Ich bekam vor nicht allzu langer Zeit Besuch eines sogenannten Pseudo - Costumers, der verdeckt eine 20 er Packung Dulcolax kaufte. Nach seinem Outing erklärte er die Beratung für unzureichend, weil genau die oben angegebenen Interaktionen zu einer weitreichenderen Beratung hätten führen müssen.
Bei meiner 50jährigen Pharmazeutischen Erfahrung fand ich diese Belehrung von einem anscheinend länger schon aus dem aktiven Dienst entfernten " Kollegen " für anmaßend und habe ihm das auch deutlich gemacht. Auch wenn er sich auf irgendwelche Kammerrichtlinien berief, so ist es doch eher lächerlich bei einer 20 er Packung Dulcolax solch einen Aufstand zu machen.
Der Apothekerkammer werde ich auch noch ein dementsprechendes Monitum zukommenlassen lassen.
Wer nimmt sich eigentlich das Recht, uns in dieser Weise diskriminierend vorzuführen bei solch lächerlichen Vorhaltungen?
Wenn das nun den zukünftigen Weg bedeutet, die AMTS zu forcieren, dann kann ich nur noch froh sein, diesen Zirkus mit all seinen machthungrigen Protagonisten umgehend zu verlassen.

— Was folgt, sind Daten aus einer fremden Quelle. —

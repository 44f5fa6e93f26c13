//! Inference service tying the loaded artifacts together.
//!
//! Constructed once at startup from explicit artifacts (no global state)
//! and shared read-only across requests. One prediction is a linear
//! pipeline: align features to the training columns, standardize, classify.

use std::path::Path;

use crate::artifacts::{ArtifactError, Classifier, Columns, Scaler};
use crate::error::CoreError;
use crate::features::build_feature_vector;
use crate::request::{PredictionLabel, PredictionRequest};

/// Outcome of one classification.
#[derive(Debug, Clone, PartialEq)]
pub struct Prediction {
    pub label: PredictionLabel,
    /// Probability of the predicted class as a percentage string rounded
    /// to two decimals (e.g. `"97.35%"`). Absent when the classifier has
    /// no probability support.
    pub confidence: Option<String>,
}

/// Immutable classifier + scaler + column schema, validated at construction.
#[derive(Debug, Clone)]
pub struct InferenceService {
    classifier: Classifier,
    scaler: Scaler,
    columns: Columns,
}

impl InferenceService {
    /// Assemble the service, checking that all three artifacts agree on
    /// the feature dimensionality and that the scaler cannot divide by
    /// zero.
    pub fn new(
        classifier: Classifier,
        scaler: Scaler,
        columns: Columns,
    ) -> Result<Self, ArtifactError> {
        let n = columns.len();
        if n == 0 {
            return Err(ArtifactError::Inconsistent(
                "Column list is empty".to_string(),
            ));
        }
        if classifier.coefficients.len() != n {
            return Err(ArtifactError::Inconsistent(format!(
                "Classifier has {} coefficients for {} columns",
                classifier.coefficients.len(),
                n
            )));
        }
        if scaler.mean.len() != n || scaler.scale.len() != n {
            return Err(ArtifactError::Inconsistent(format!(
                "Scaler fitted on {}x{} features for {} columns",
                scaler.mean.len(),
                scaler.scale.len(),
                n
            )));
        }
        if scaler.scale.iter().any(|s| *s == 0.0) {
            return Err(ArtifactError::Inconsistent(
                "Scaler contains a zero scale entry".to_string(),
            ));
        }
        Ok(Self {
            classifier,
            scaler,
            columns,
        })
    }

    /// Load all three artifacts from disk and assemble the service.
    pub fn load(
        model_path: &Path,
        scaler_path: &Path,
        columns_path: &Path,
    ) -> Result<Self, ArtifactError> {
        let classifier = Classifier::load(model_path)?;
        let scaler = Scaler::load(scaler_path)?;
        let columns = Columns::load(columns_path)?;
        Self::new(classifier, scaler, columns)
    }

    /// Number of features the classifier expects.
    pub fn feature_count(&self) -> usize {
        self.columns.len()
    }

    /// Classify one validated request.
    pub fn predict(&self, request: &PredictionRequest) -> Result<Prediction, CoreError> {
        let vector = build_feature_vector(request, self.columns.names());
        let scaled = self
            .scaler
            .transform(&vector)
            .map_err(|e| CoreError::Internal(e.to_string()))?;

        let class = self.classifier.predict(&scaled);
        let label = if class == 1 {
            PredictionLabel::Diabetic
        } else {
            PredictionLabel::NonDiabetic
        };

        let confidence = self
            .classifier
            .predict_proba(&scaled)
            .map(|probs| format!("{:.2}%", probs[class as usize] * 100.0));

        Ok(Prediction { label, confidence })
    }
}
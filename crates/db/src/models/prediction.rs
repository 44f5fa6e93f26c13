//! Prediction history entity model and DTOs.

use glucospect_core::types::{DbId, Timestamp};
use serde::{Deserialize, Serialize};
use sqlx::FromRow;

/// A row from the `prediction_records` table.
///
/// Rows are insert-only: created on every successful prediction, never
/// mutated, removed only through the explicit history delete endpoint.
#[derive(Debug, Clone, FromRow, Serialize)]
pub struct PredictionRecord {
    pub id: DbId,
    /// Reserved for a future authentication flow; always NULL today.
    pub user_id: Option<DbId>,
    /// "Diabetic" or "Non-Diabetic".
    pub prediction_result: String,
    pub age: f64,
    pub bmi: f64,
    pub hba1c: f64,
    pub blood_glucose: f64,
    pub gender: String,
    pub smoking: String,
    /// Confidence percentage string (e.g. "97.35%") when the classifier
    /// exported probabilities.
    pub confidence: Option<String>,
    pub created_at: Timestamp,
}

/// DTO for inserting a new prediction record.
#[derive(Debug, Clone, Deserialize)]
pub struct NewPredictionRecord {
    pub prediction_result: String,
    pub age: f64,
    pub bmi: f64,
    pub hba1c: f64,
    pub blood_glucose: f64,
    pub gender: String,
    pub smoking: String,
    pub confidence: Option<String>,
}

» Auf diesen Kommentar antworten | 2 Antworten

AW: Kommentar Heiko Barz

von Wolfgang Steffan am 21.01.2016 um 8:44 Uhr

Sie haben völlig richtig gehandelt, lieber Kolllege !
Zusätzlich hätten Sie diesem Kammerspitzel noch Hausver-
bot erteilen und per Fußtritt aus dem Offizin entfernen müssen.
Wenn wir mehr solche Kollegen wie Sie hätten, würden sich
die Kammern(die angebl. auch unsere Interessen vertreten !)und andere wasserköpfige Verwaltungsorgane nicht so viel
herausnehmen.

AW: Frechheit

von Birgit Fichte am 21.01.2016 um 18:22 Uhr

Ich hatte ein ähnliches Prozedere letztes Jahr wegen einer 4er -Packung Microklist! Wenn der Apothekerberuf schon bei der Politik keine nennenswerte Beachtung findet, dann doch wohl wenigsten bei der Standesvertretung!!! Danach sehne ich mich schon seit Jahren vergeblich, mit den Beiträgen müßte ich mir eigentlich jedwege Unterstützung "erkauft" haben!